Шаги направляются к дому, в дверь которого стучал часовой, постепенно становятся тише и наконец совсем замирают. Открывается и закрывается дверь. Снова шаги. Человек возвращается. Он проходит от нас чуть ли не в двадцати метрах, потом шаги удаляются, затихают. Стук щеколды. Открывается и закрывается дверь.
Вдруг взвивается ракета и зеленым светом озаряет село. Мы зарываемся головами в снег, но успеваем заметить часового и пулемет у ворот, часы показывают 22.00. Решаем подождать еще два часа. Может быть, это проходил начальник караула? Если так, он пройдет в полночь.
Минуты тянутся медленно и нудно. К тому же холодно и нельзя кашлять. Закурить бы! Некоторое время я целиком погружен в мысли о куреве. Начинают мерзнуть ноги. А сколько еще лежать — неизвестно. Вдруг слышатся знакомые шаги. У меня по всему телу пробегает нервная дрожь. Сейчас начнется. Пан или пропал.

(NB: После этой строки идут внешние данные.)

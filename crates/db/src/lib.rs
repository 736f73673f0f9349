//! PostgreSQL persistence for the notification ledger and user settings.

use std::time::Duration;

use sqlx::postgres::PgPoolOptions;

pub mod models;
pub mod repositories;

pub type DbPool = sqlx::PgPool;

/// Create a connection pool from a database URL.
pub async fn create_pool(database_url: &str) -> Result<DbPool, sqlx::Error> {
    PgPoolOptions::new()
        .max_connections(20)
        .acquire_timeout(Duration::from_secs(5))
        .connect(database_url)
        .await
}

/// Run a trivial query to confirm the database answers.
pub async fn health_check(pool: &DbPool) -> Result<(), sqlx::Error> {
    sqlx::query_scalar::<_, i32>("SELECT 1")
        .fetch_one(pool)
        .await
        .map(|_| ())
}

/// Apply pending migrations from `db/migrations`.
pub async fn run_migrations(pool: &DbPool) -> Result<(), sqlx::migrate::MigrateError> {
    sqlx::migrate!("../../db/migrations").run(pool).await
}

Когда шаги стихают возле часового, мы вчетвером ползем к тому месту, откуда они были лучше всего слышны. Руками нащупываем дорожку и ложимся по двое с каждой стороны. Я позабыл о морозе, о куреве и жду только шагов. До нас доносится едва уловимый разговор. О чем они говорят? Может быть, они слышали, как мы подползали к дорожке? А что, если сейчас раздастся топот множества ног и над нами повиснет ракета?
Наконец — скрип-скрип… скрип-скрип… Вначале едва слышно, потом все отчетливее. Человек идет спокойно, шаги так же размеренны и неторопливы, как и прежде. Значит, он не слышит нас.
А что, если увидит, когда подойдет ближе?